The answer may be large, so you need to find it modulo 998244353.
Note: The Manhattan distance between two points (x_1,y_1) and (x_2,y_2) is defined as |x_1−x_2|+|y_2−y_1|.
EXPLANATION:
Let’s try to think of a brute force approach using some examples.
Let’s take N=2 and M=3.
Now following are the points between whom the distance is 1.
- (1,1) and (1,2)
- (1,2) and (1, 3)
- (2,2) and (2,3)
- (2 1) and (2,2)
- (1 1) and (2, 1)
- (1,2) and (2,2)
- (1,3) and (2,3)
The order in which the pair of points listed above have some reasons. Can you find it?
Hint
Look at the difference between their X and Y coordinates.
Answer
Let i be the distance in the X component then the difference in the Y component will be j where j= K - i.
If we take points:
- (1,1) and (1,2)
- (1,2) and (1, 3)
- (2,2) and (2,3)
- (2 1) and (2,2)
Then we can see that the difference between X and Y coordinates is 0 and 1 respectively.

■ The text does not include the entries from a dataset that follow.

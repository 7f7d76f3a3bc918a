//! Version option
//!
//! A `--version` flag that prints the program name, version and project
//! homepage:
//!
//! ```text
//! clapx, version 0.1.0
//! https://github.com/clapx/clapx
//! ```

use clap::{Arg, ArgAction, ArgMatches, Args, Command};

use crate::core::metadata::PackageMetadata;
use crate::core::sitepackage::PackageError;

/// Argument id of the version flag
pub const VERSION_ID: &str = "version";

const VERSION_HELP: &str = "Show the version and exit.";

/// The `-V/--version` flag.
///
/// The flag is exclusive, so it works even when required arguments are
/// missing.
pub fn version_arg() -> Arg {
    Arg::new(VERSION_ID)
        .short('V')
        .long("version")
        .action(ArgAction::SetTrue)
        .exclusive(true)
        .help(VERSION_HELP)
}

/// `-V/--version` flag for derive-based CLIs.
///
/// The parent command needs `#[command(disable_version_flag = true)]`.
#[derive(Debug, Clone, Copy, Default, PartialEq, Eq, Args)]
pub struct VersionArgs {
    /// Show the version and exit.
    #[arg(short = 'V', long, exclusive = true)]
    pub version: bool,
}

impl VersionArgs {
    /// The version message, if the flag was given
    pub fn handle(&self, info: &VersionInfo, prog: &str) -> Option<String> {
        self.version.then(|| info.message(prog))
    }
}

/// What `--version` prints
#[derive(Debug, Clone, PartialEq, Eq)]
pub struct VersionInfo {
    metadata: PackageMetadata,
    url: Option<String>,
}

impl VersionInfo {
    /// Version info for a package
    pub fn new(metadata: PackageMetadata) -> Self {
        Self {
            metadata,
            url: None,
        }
    }

    /// Use this URL instead of the package homepage
    pub fn with_url(mut self, url: impl Into<String>) -> Self {
        self.url = Some(url.into());
        self
    }

    /// Version info of an installed package.
    ///
    /// # Errors
    ///
    /// [`PackageError::MetadataNotFound`] when the package is not installed.
    pub fn lookup(distribution: &str) -> Result<Self, PackageError> {
        PackageMetadata::lookup(distribution).map(Self::new)
    }

    /// Package metadata
    pub fn metadata(&self) -> &PackageMetadata {
        &self.metadata
    }

    /// Explicit URL, else homepage, else repository
    pub fn url(&self) -> &str {
        self.url.as_deref().unwrap_or_else(|| self.metadata.url())
    }

    /// `"{prog}, version {version}"`, plus the URL on a second line when
    /// one is known
    pub fn message(&self, prog: &str) -> String {
        let mut message = format!("{}, version {}", prog, self.metadata.version);
        let url = self.url();
        if !url.is_empty() {
            message.push('\n');
            message.push_str(url);
        }
        message
    }

    /// Replace clap's version flag with ours
    pub fn augment(&self, cmd: Command) -> Command {
        cmd.version(self.metadata.version.clone())
            .disable_version_flag(true)
            .arg(version_arg())
    }

    /// The version message, if `--version` was given
    pub fn handle(&self, matches: &ArgMatches, prog: &str) -> Option<String> {
        let requested = matches
            .try_get_one::<bool>(VERSION_ID)
            .ok()
            .flatten()
            .copied()
            .unwrap_or(false);
        requested.then(|| self.message(prog))
    }

    /// Print the version message and exit with status 0 if requested
    pub fn exit_if_requested(&self, matches: &ArgMatches, prog: &str) {
        if let Some(message) = self.handle(matches, prog) {
            println!("{}", message);
            std::process::exit(0);
        }
    }
}

#[cfg(test)]
mod tests {
    use super::*;
    use clap::error::ErrorKind;
    use clap::FromArgMatches;

    fn info() -> VersionInfo {
        VersionInfo::new(PackageMetadata::new("demo", "1.2.3").with_homepage("https://demo.dev"))
    }

    #[test]
    fn test_message() {
        assert_eq!(info().message("demo"), "demo, version 1.2.3\nhttps://demo.dev");
        assert_eq!(
            info().with_url("https://other").message("prog"),
            "prog, version 1.2.3\nhttps://other"
        );

        let bare = VersionInfo::new(PackageMetadata::new("demo", "0.1.0"));
        assert_eq!(bare.message("demo"), "demo, version 0.1.0");
    }

    #[test]
    fn test_version_ignores_required_args() {
        let cmd = info().augment(Command::new("demo").arg(Arg::new("input").required(true)));

        let m = cmd.clone().try_get_matches_from(["demo", "--version"]).unwrap();
        assert_eq!(
            info().handle(&m, "demo").as_deref(),
            Some("demo, version 1.2.3\nhttps://demo.dev")
        );

        let m = cmd.clone().try_get_matches_from(["demo", "file.txt"]).unwrap();
        assert_eq!(info().handle(&m, "demo"), None);

        let err = cmd.try_get_matches_from(["demo", "-V", "file.txt"]).unwrap_err();
        assert_eq!(err.kind(), ErrorKind::ArgumentConflict);
    }

    #[test]
    fn test_derive_args() {
        let cmd = VersionArgs::augment_args(Command::new("demo").disable_version_flag(true));
        let m = cmd.try_get_matches_from(["demo", "-V"]).unwrap();
        let args = VersionArgs::from_arg_matches(&m).unwrap();
        assert!(args.handle(&info(), "demo").is_some());
    }

    #[test]
    fn test_lookup_unknown_package() {
        let err = VersionInfo::lookup("nonexisting-clapx-test-package").unwrap_err();
        assert_eq!(
            err.to_string(),
            "No package metadata was found for nonexisting-clapx-test-package"
        );
    }
}
//! Cargo install records
//!
//! `cargo install` keeps a JSON ledger of everything it installed in
//! `$CARGO_HOME/.crates2.json`. Keys look like
//! `"ripgrep 14.1.0 (registry+https://github.com/rust-lang/crates.io-index)"`.

use std::collections::BTreeMap;
use std::path::{Path, PathBuf};

use serde::Deserialize;
use url::Url;

use super::sitepackage::PackageError;

/// File name of the install ledger inside the cargo home
pub const INSTALL_RECORD: &str = ".crates2.json";

#[derive(Debug, Deserialize)]
struct Crates2 {
    #[serde(default)]
    installs: BTreeMap<String, InstallInfo>,
}

#[derive(Debug, Default, Deserialize)]
struct InstallInfo {
    #[serde(default)]
    bins: Vec<String>,
    #[serde(default)]
    features: Vec<String>,
    #[serde(default)]
    profile: Option<String>,
}

/// Where an installed package came from
#[derive(Debug, Clone, PartialEq, Eq)]
pub enum PackageSource {
    /// A registry, usually crates.io
    Registry(String),
    /// A local path (`cargo install --path`)
    Path(PathBuf),
    /// A git repository
    Git(String),
    /// Anything else cargo may record
    Other(String),
}

impl PackageSource {
    /// Parse a cargo source id such as `path+file:///home/me/proj`.
    pub fn parse(source: &str) -> Self {
        if let Some(url) = source.strip_prefix("registry+") {
            Self::Registry(url.to_string())
        } else if let Some(url) = source.strip_prefix("sparse+") {
            Self::Registry(url.to_string())
        } else if let Some(url) = source.strip_prefix("git+") {
            Self::Git(url.to_string())
        } else if let Some(url) = source.strip_prefix("path+") {
            match file_url_to_path(url) {
                Some(path) => Self::Path(path),
                None => Self::Other(source.to_string()),
            }
        } else {
            Self::Other(source.to_string())
        }
    }

    /// Is this a local path install?
    pub fn is_path(&self) -> bool {
        matches!(self, Self::Path(_))
    }
}

/// One entry of the install ledger
#[derive(Debug, Clone, PartialEq, Eq)]
pub struct InstalledPackage {
    /// Package name as published
    pub name: String,
    /// Installed version
    pub version: String,
    /// Origin of the package
    pub source: PackageSource,
    /// Binaries cargo placed in `$CARGO_HOME/bin`
    pub bins: Vec<String>,
    /// Features enabled at install time
    pub features: Vec<String>,
    /// Build profile
    pub profile: Option<String>,
}

impl InstalledPackage {
    fn from_entry(key: &str, info: InstallInfo) -> Option<Self> {
        let (name, rest) = key.split_once(' ')?;
        let (version, source) = rest.split_once(' ')?;
        let source = source.strip_prefix('(')?.strip_suffix(')')?;
        Some(Self {
            name: name.to_string(),
            version: version.to_string(),
            source: PackageSource::parse(source),
            bins: info.bins,
            features: info.features,
            profile: info.profile,
        })
    }

    /// Name of the unpacked registry source directory, `<name>-<version>`
    pub fn source_dir_name(&self) -> String {
        format!("{}-{}", self.name, self.version)
    }
}

/// Parsed `.crates2.json`
#[derive(Debug, Clone, Default)]
pub struct InstallManifest {
    packages: Vec<InstalledPackage>,
}

impl InstallManifest {
    /// Parse the ledger from its JSON text.
    ///
    /// Entries whose key does not follow cargo's `name version (source)`
    /// shape are skipped.
    pub fn parse(json: &str) -> Result<Self, serde_json::Error> {
        let crates: Crates2 = serde_json::from_str(json)?;
        let packages = crates
            .installs
            .into_iter()
            .filter_map(|(key, info)| {
                let parsed = InstalledPackage::from_entry(&key, info);
                if parsed.is_none() {
                    tracing::debug!("skipping malformed install record key '{}'", key);
                }
                parsed
            })
            .collect();
        Ok(Self { packages })
    }

    /// Load `<cargo_home>/.crates2.json`.
    ///
    /// # Errors
    ///
    /// Returns [`PackageError::Io`] when the file cannot be read and
    /// [`PackageError::Record`] when it is not valid JSON.
    pub fn load(cargo_home: &Path) -> Result<Self, PackageError> {
        let path = cargo_home.join(INSTALL_RECORD);
        let content = std::fs::read_to_string(&path).map_err(|source| PackageError::Io {
            path: path.clone(),
            source,
        })?;
        Self::parse(&content).map_err(|source| PackageError::Record { path, source })
    }

    /// Find an installed package, ignoring case and `-`/`_` differences.
    pub fn find(&self, name: &str) -> Option<&InstalledPackage> {
        let wanted = normalize_name(name);
        self.packages
            .iter()
            .find(|p| normalize_name(&p.name) == wanted)
    }

    /// All recorded packages
    pub fn packages(&self) -> &[InstalledPackage] {
        &self.packages
    }
}

/// Canonical form used for package name comparisons
pub fn normalize_name(name: &str) -> String {
    name.trim().to_ascii_lowercase().replace('-', "_")
}

/// Turn a `file://` URL into a filesystem path, decoding `%XX` escapes.
pub fn file_url_to_path(url: &str) -> Option<PathBuf> {
    let url = Url::parse(url).ok()?;
    if url.scheme() != "file" {
        return None;
    }
    url.to_file_path().ok()
}

#[cfg(test)]
mod tests {
    use super::*;

    const LEDGER: &str = r#"{
        "installs": {
            "ripgrep 14.1.0 (registry+https://github.com/rust-lang/crates.io-index)": {
                "version_req": null,
                "bins": ["rg"],
                "features": [],
                "all_features": false,
                "no_default_features": false,
                "profile": "release",
                "target": "x86_64-unknown-linux-gnu",
                "rustc": "rustc 1.80.0"
            },
            "my-tool 0.3.0 (path+file:///home/me/my%20tool)": {
                "bins": ["my-tool"]
            },
            "garbage": {}
        }
    }"#;

    #[test]
    fn test_parse_ledger() {
        let manifest = InstallManifest::parse(LEDGER).unwrap();
        assert_eq!(manifest.packages().len(), 2);

        let rg = manifest.find("ripgrep").unwrap();
        assert_eq!(rg.version, "14.1.0");
        assert_eq!(rg.bins, vec!["rg".to_string()]);
        assert_eq!(rg.source_dir_name(), "ripgrep-14.1.0");
        assert!(matches!(rg.source, PackageSource::Registry(_)));
    }

    #[test]
    fn test_find_normalizes_names() {
        let manifest = InstallManifest::parse(LEDGER).unwrap();
        assert!(manifest.find("my_tool").is_some());
        assert!(manifest.find("My-Tool").is_some());
        assert!(manifest.find("nonexistent").is_none());
    }

    #[cfg(unix)]
    #[test]
    fn test_path_source_is_decoded() {
        let manifest = InstallManifest::parse(LEDGER).unwrap();
        let tool = manifest.find("my-tool").unwrap();
        assert_eq!(tool.source, PackageSource::Path(PathBuf::from("/home/me/my tool")));
        assert!(tool.source.is_path());
    }

    #[test]
    fn test_source_kinds() {
        assert!(matches!(
            PackageSource::parse("git+https://github.com/a/b#abc"),
            PackageSource::Git(_)
        ));
        assert!(matches!(
            PackageSource::parse("sparse+https://index.crates.io/"),
            PackageSource::Registry(_)
        ));
        assert!(matches!(PackageSource::parse("weird"), PackageSource::Other(_)));
    }

    #[test]
    fn test_not_a_file_url() {
        assert!(file_url_to_path("http://example.com").is_none());
        assert!(file_url_to_path("not a url").is_none());
    }

    #[cfg(unix)]
    #[test]
    fn test_file_url_hosts() {
        assert_eq!(
            file_url_to_path("file://localhost/tmp/x"),
            Some(PathBuf::from("/tmp/x"))
        );
        assert_eq!(file_url_to_path("file:///tmp/a%20b"), Some(PathBuf::from("/tmp/a b")));
        assert!(file_url_to_path("file://remote-host/tmp/x").is_none());
    }
}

And similary if we take points:
- (1 1) and (2, 1)
- (1,2) and (2,2)
- (1,3) and (2,3)
Then we can see that the difference between X and Y coordinates is 1 and 0 respectively.

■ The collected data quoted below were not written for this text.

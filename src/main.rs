//! clapx - command line front end
//!
//! Locates installed packages and exercises the clapx wrappers:
//! `--redirect`, `--traceback`, `--version` and `--icon`.

use std::env;
use std::ffi::OsString;
use std::path::{Path, PathBuf};
use std::process::ExitCode;

use anyhow::{bail, Context};
use clap::{CommandFactory, FromArgMatches, Parser, Subcommand};
use clapx::cli::exit_codes::status_byte;
use clapx::cli::{print_exit_codes, ExitCodes, PackageIcon};
use clapx::{AppConfig, Locator, RedirectArgs, TracebackArgs, VersionInfo};
use tracing::{debug, warn};

/// Icon shipped with the package, relative to its directory
const ICON_FILE: &str = "assets/clapx.svg";

/// Environment variable naming the config file
const CONFIG_ENV: &str = "CLAPX_CONFIG";

/// clapx CLI
#[derive(Parser, Debug)]
#[command(
    name = "clapx",
    about = "Locate installed packages and their resources",
    long_about = None
)]
struct Cli {
    #[command(flatten)]
    redirect: RedirectArgs,

    #[command(flatten)]
    traceback: TracebackArgs,

    /// Config file
    #[arg(long, global = true, value_name = "FILE", env = CONFIG_ENV)]
    config: Option<PathBuf>,

    /// Verbose output
    #[arg(short, long, global = true)]
    verbose: bool,

    #[command(subcommand)]
    command: Option<Commands>,
}

#[derive(Subcommand, Debug)]
enum Commands {
    /// Print the directory of an installed package
    Locate {
        /// Package name
        name: String,
    },

    /// Print the library name of an installed package
    Module {
        /// Package name
        name: String,
    },

    /// Show name, version and homepage of an installed package
    Metadata {
        /// Package name
        name: String,

        /// Print JSON
        #[arg(long)]
        json: bool,
    },

    /// List exit codes
    ExitCodes,

    /// Write text to the console, then succeed, fail or panic
    Emit {
        /// Text written to stdout
        text: Option<String>,

        /// Text written to stderr
        #[arg(long, value_name = "TEXT")]
        stderr: Option<String>,

        /// Fail with this error message
        #[arg(long, value_name = "MESSAGE", conflicts_with = "panic")]
        fail: Option<String>,

        /// Panic with this message
        #[arg(long, value_name = "MESSAGE")]
        panic: Option<String>,

        /// Exit code returned on success
        #[arg(long, default_value_t = 0, allow_negative_numbers = true)]
        code: i32,
    },
}

fn main() -> ExitCode {
    let args: Vec<OsString> = env::args_os().collect();

    let config = match load_config(config_arg(&args).as_deref()) {
        Ok(config) => config,
        Err(e) => {
            eprintln!("Error: {:#}", e);
            return ExitCode::from(status_byte(ExitCodes::USAGE));
        }
    };

    let info = VersionInfo::new(clapx::package_metadata!());
    let icon = PackageIcon::new(ICON_FILE)
        .package(clapx::NAME)
        .exit_code(ExitCodes::SUCCESS)
        .locator(config.locator());
    let mut cmd = info
        .augment(Cli::command())
        .mut_arg("redirect", |arg| arg.value_parser(config.redirect_file()))
        .arg(icon.arg());

    let matches = cmd.clone().get_matches_from(&args);
    info.exit_if_requested(&matches, clapx::NAME);
    let cli = Cli::from_arg_matches(&matches).unwrap_or_else(|e| e.exit());

    init_logging(&config, cli.verbose);
    debug!("Starting clapx v{}", clapx::VERSION);

    let boundary = config.boundary(cli.traceback.traceback);
    if boundary.traceback {
        // anyhow only captures backtraces when asked to
        env::set_var("RUST_LIB_BACKTRACE", "1");
    }
    if let Err(e) = boundary.install_interrupt_handler() {
        warn!("Ctrl-C handler not installed: {}", e);
    }

    let redirect = config.redirect();
    let locator = config.locator();
    boundary
        .run(|| redirect.run(cli.redirect.redirect.as_ref(), || run(&cli, &locator, &mut cmd)))
        .into()
}

/// Value of `--config` (or `CLAPX_CONFIG`), needed before the command is built.
///
/// `--redirect` is read as a plain path here so the pre-parse creates no file.
fn config_arg(args: &[OsString]) -> Option<PathBuf> {
    Cli::command()
        .ignore_errors(true)
        .mut_arg("redirect", |arg| arg.value_parser(clap::value_parser!(PathBuf)))
        .try_get_matches_from(args)
        .ok()?
        .get_one::<PathBuf>("config")
        .cloned()
}

fn load_config(path: Option<&Path>) -> anyhow::Result<AppConfig> {
    let config = match path {
        Some(path) => AppConfig::load_from(path)?,
        None => match clapx::config::config_file() {
            Some(path) => AppConfig::load_from(&path)?,
            None => AppConfig::default(),
        },
    };
    Ok(config)
}

fn init_logging(config: &AppConfig, verbose: bool) {
    let level = if verbose {
        "debug"
    } else {
        config.logging.level.as_str()
    };
    let filter = tracing_subscriber::EnvFilter::try_from_default_env()
        .unwrap_or_else(|_| tracing_subscriber::EnvFilter::new(level));

    tracing_subscriber::fmt()
        .with_env_filter(filter)
        .with_writer(std::io::stderr)
        .init();
}

fn run(cli: &Cli, locator: &Locator, cmd: &mut clap::Command) -> anyhow::Result<i32> {
    let Some(command) = &cli.command else {
        cmd.print_help()?;
        return Ok(ExitCodes::SUCCESS);
    };

    match command {
        Commands::Locate { name } => {
            let dir = locator.package_dir(name)?;
            println!("{}", dir.display());
        }
        Commands::Module { name } => {
            println!("{}", locator.module_name(name)?);
        }
        Commands::Metadata { name, json } => {
            let metadata = locator.metadata(name)?;
            if *json {
                let text = serde_json::to_string_pretty(&metadata)
                    .context("failed to serialize metadata")?;
                println!("{}", text);
            } else {
                println!("{} {}", metadata.name, metadata.version);
                if !metadata.url().is_empty() {
                    println!("{}", metadata.url());
                }
            }
        }
        Commands::ExitCodes => print_exit_codes(),
        Commands::Emit {
            text,
            stderr,
            fail,
            panic,
            code,
        } => {
            if let Some(text) = text {
                println!("{}", text);
            }
            if let Some(text) = stderr {
                eprintln!("{}", text);
            }
            if let Some(message) = fail {
                bail!("{}", message);
            }
            if let Some(message) = panic {
                panic!("{}", message);
            }
            return Ok(*code);
        }
    }

    Ok(ExitCodes::SUCCESS)
}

Now we know that if we iterate i from 0 to K_l inclusive and sum the results then we can get A_{K_l} where 1 \leq K_l \leq N+M-2.
But what to add while iterating i from 0 to K_l to get A_{K_l}?

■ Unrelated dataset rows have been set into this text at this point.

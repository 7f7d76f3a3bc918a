//! CLI Module
//!
//! Options and wrappers for clap-based command lines:
//! - Output redirection to a file
//! - Error boundary mapping errors and panics to exit codes
//! - Version and package icon options

pub mod exit_codes;
pub mod icon;
pub mod params;
pub mod redirect;
pub mod traceback;
pub mod version;

pub use exit_codes::{exit_code_description, print_exit_codes, CliResult, ExitCodes};
pub use icon::{IconError, PackageIcon};
pub use params::{param_id, ParamDecls, ParamError};
pub use redirect::{OpenMode, Redirect, RedirectArgs, RedirectError, RedirectFile, RedirectTarget};
pub use traceback::{ErrorBoundary, IntoExitCode, TracebackArgs};
pub use version::{version_arg, VersionArgs, VersionInfo};
//! Parameter declarations
//!
//! Options in this crate can be renamed by passing a list of declarations
//! such as `["-l", "--log"]`.

use std::ffi::OsStr;
use std::fmt;

use clap::error::ErrorKind;
use clap::{Arg, Command};
use thiserror::Error;

/// Invalid parameter declarations
#[derive(Debug, Clone, PartialEq, Eq, Error)]
pub enum ParamError {
    /// No declarations given
    #[error("at least one parameter declaration is required")]
    Empty,

    /// Declaration does not start with a dash
    #[error("invalid parameter declaration '{0}': must start with '-' or '--'")]
    NoDash(String),

    /// Multi-character short flag like `-tb`
    #[error("invalid short flag '{0}': short flags are a single character")]
    InvalidShort(String),
}

/// Parsed declarations for one option
#[derive(Debug, Clone, PartialEq, Eq)]
pub struct ParamDecls {
    /// Argument id, also the keyword used to look the value up
    pub id: String,
    /// Primary long flag
    pub long: Option<String>,
    /// Additional long flags
    pub aliases: Vec<String>,
    /// Short flag
    pub short: Option<char>,
}

impl ParamDecls {
    /// Parse declarations.
    ///
    /// # Errors
    ///
    /// See [`ParamError`].
    pub fn parse(decls: &[&str]) -> Result<Self, ParamError> {
        if decls.is_empty() {
            return Err(ParamError::Empty);
        }

        let mut long = None;
        let mut aliases = Vec::new();
        let mut short = None;

        for decl in decls {
            if let Some(name) = decl.strip_prefix("--") {
                if name.is_empty() {
                    return Err(ParamError::NoDash((*decl).to_string()));
                }
                if long.is_none() {
                    long = Some(name.to_string());
                } else {
                    aliases.push(name.to_string());
                }
            } else if let Some(name) = decl.strip_prefix('-') {
                let mut chars = name.chars();
                match (chars.next(), chars.next()) {
                    (Some(c), None) => short = Some(c),
                    _ => return Err(ParamError::InvalidShort((*decl).to_string())),
                }
            } else {
                return Err(ParamError::NoDash((*decl).to_string()));
            }
        }

        Ok(Self {
            id: param_id(decls),
            long,
            aliases,
            short,
        })
    }

    /// Build a clap argument carrying these names
    pub fn to_arg(&self) -> Arg {
        let mut arg = Arg::new(self.id.clone());
        if let Some(long) = &self.long {
            arg = arg.long(long.clone());
        }
        if !self.aliases.is_empty() {
            arg = arg.visible_aliases(self.aliases.clone());
        }
        if let Some(short) = self.short {
            arg = arg.short(short);
        }
        arg
    }
}

/// Keyword for a list of declarations: the first `--` declaration, else the
/// first one, without leading dashes and with `-` turned into `_`.
pub fn param_id(decls: &[&str]) -> String {
    let keyword = decls
        .iter()
        .find(|d| d.starts_with("--"))
        .or_else(|| decls.first())
        .copied()
        .unwrap_or_default();

    keyword.trim_start_matches('-').replace('-', "_")
}

/// Usage error of the form `invalid value '<value>' for '<arg>': <reason>`
pub(crate) fn invalid_value(
    cmd: &Command,
    arg: Option<&Arg>,
    value: &OsStr,
    reason: &dyn fmt::Display,
) -> clap::Error {
    let arg = arg.map_or_else(|| "...".to_string(), ToString::to_string);
    let mut cmd = cmd.clone();
    cmd.error(
        ErrorKind::ValueValidation,
        format!(
            "invalid value '{}' for '{}': {}",
            value.to_string_lossy(),
            arg,
            reason
        ),
    )
}
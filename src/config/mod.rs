//! Configuration module
//!
//! Handles the defaults applied to the CLI wrappers

mod settings;

pub use settings::{
    AppConfig, ConfigError, LoggingConfig, PackagesConfig, RedirectConfig, TracebackConfig,
};

use directories::ProjectDirs;
use std::path::PathBuf;

/// Get the application configuration directory
pub fn config_dir() -> Option<PathBuf> {
    ProjectDirs::from("com", "clapx", "clapx").map(|dirs| dirs.config_dir().to_path_buf())
}

/// Get the default configuration file
pub fn config_file() -> Option<PathBuf> {
    config_dir().map(|d| d.join("config.toml"))
}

If we can observe that for the above point when the difference between X coordinates was 0 and the difference between Y coordinates was 1. Then we have a total of 4 pairs of points.
Therefore, we can say that there are N rows so (N - i) possibilities for the row of this cell. Now, the other cell has to be i units to the right, so the X coordinate for the other cell is fixed. And there are (M-j) possibilities for Y coordinate when it is above our first cell and if i \neq0 and j \neq 0, then we also have (M-j) possibilities if it is below our first cell.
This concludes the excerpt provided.